Eight huge arms of an octopus rest on the floor of the gallery. With their white, cut parts and their red, flakily shining, modelled skin these parts of the octopus body seem to have been just separated from the animal. Some are rolled up, some are stretched out on the ground. The head of the animal is missing.
Although David Zink Yi has particularly produced video installations so far, this seemingly new orientation towards materiality is closely related to further works and their subject matters. The used material by Zink Yi for instance is repeatedly employed in the sense of the collective memory: also in the video installation EL FESTEJO (2000), figures made of porcelain become unnaturally big familiar reminders. The adoption of the peregrine represented by the influences of geographically distant, foreign cultures- here becomes the appropriation of the biologically exotic – the oceanic animal.

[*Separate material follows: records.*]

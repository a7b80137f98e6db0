//! Command — the typed interface for every `firstboot` invocation.
//!
//! | Command | Effect |
//! |---------|--------|
//! | `gnome-config`, `flatpak-install` | Foreground run of that reconciler |
//! | `status [<name>] [--json]` | Marker, lock and last-run summary |
//! | `reset <name>` | Remove the completion marker |
//! | `help` | Usage |
//! | `__watch <name>` | Background watcher (started by the binary itself) |


#[derive(Debug, Clone, PartialEq)]
pub enum Command {
    /// Run a reconciler in the foreground.
    Run { name: String },

    /// Report state for one reconciler, or all of them.
    Status { name: Option<String>, json: bool },

    /// Invalidate the completion marker so the next boot runs again.
    Reset { name: String },

    Help,

    /// Detached background watcher. Not meant to be typed by hand.
    Watch { name: String },
}
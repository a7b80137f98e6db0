//! Catalog preflight — make sure the remote is registered and answering
//! before any install is attempted.
//!
//! Unlike a `Probe`, a preflight may mutate: it registers a missing remote
//! and, when the connectivity check fails, makes exactly one repair attempt
//! (remove and re-add) before giving up for this poll.

use std::rc::Rc;

use tracing::{info, warn};

use super::ReadinessState;
use crate::infrastructure::{AppCatalog, CommandOutput};


pub trait Preflight {
    fn name(&self) -> &str;

    fn prepare(&self) -> ReadinessState;
}


pub struct CatalogPreflight {
    catalog: Rc<dyn AppCatalog>,
    remote: String,
    url: String,
    /// Application used for the connectivity query.
    probe_app: String,
}

impl CatalogPreflight {
    pub fn new(catalog: Rc<dyn AppCatalog>, remote: &str, url: &str, probe_app: &str) -> Self {
        CatalogPreflight {
            catalog,
            remote: remote.to_string(),
            url: url.to_string(),
            probe_app: probe_app.to_string(),
        }
    }

    fn ensure_remote(&self) -> Result<(), String> {
        if self.catalog.has_remote(&self.remote) {
            return Ok(());
        }
        info!(remote = %self.remote, url = %self.url, "registering catalog remote");
        check(self.catalog.add_remote(&self.remote, &self.url))
    }

    fn query(&self) -> Result<(), String> {
        check(self.catalog.query_remote(&self.remote, &self.probe_app))
    }

    fn repair(&self) -> Result<(), String> {
        warn!(remote = %self.remote, "remote unreachable; re-registering once");
        // A missing remote makes the delete fail; the re-add is what matters.
        let _ = self.catalog.remove_remote(&self.remote);
        check(self.catalog.add_remote(&self.remote, &self.url))?;
        self.query()
    }
}

impl Preflight for CatalogPreflight {
    fn name(&self) -> &str {
        "catalog remote"
    }

    fn prepare(&self) -> ReadinessState {
        if let Err(e) = self.ensure_remote() {
            return ReadinessState::not_ready(format!("cannot add remote {}: {}", self.remote, e));
        }
        let first = match self.query() {
            Ok(()) => return ReadinessState::ready(format!("remote {} reachable", self.remote)),
            Err(e) => e,
        };
        match self.repair() {
            Ok(()) => ReadinessState::ready(format!("remote {} reachable after repair", self.remote)),
            Err(e) => ReadinessState::not_ready(format!(
                "remote {} unreachable after repair: {} (before repair: {})",
                self.remote, e, first
            )),
        }
    }
}

fn check(outcome: Result<CommandOutput, String>) -> Result<(), String> {
    match outcome {
        Ok(out) if out.success() => Ok(()),
        Ok(out) => Err(out.stderr.trim().to_string()),
        Err(e) => Err(e),
    }
}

In particular, the chosen depiction of the motif –cut arms of the octopus- negates the conjecturable naturalism of the sculpture and in contrast underlines a concealed process: this comprises the act of fragmentation put on the modelled animal, which serves either the scientific inspection or the alimentary preparation. This obviously taken transformation of the octopus to alimentation is evocative of further works by the artist, who was born in Lima in 1973: the video DEDICATED TO YI YEN WU (2000) is about different traditions of cooking and their contribution to the creation of identity.
In doing so, it shows hands that are involved in the cooking process as well as the arranged material. A narrating voice is allocated to the ensemble.
Thus the seemingly plastic motif of the octopus shown in the installation, with its connotation of strangeness and its related strategy of alienation such as “disrelish” as well as emotions like “danger” up to the mythological penchant of the historiography (particularly in parts of Latin America) and impartially scientific disposition virtually acts as the intermediary of cultural operation.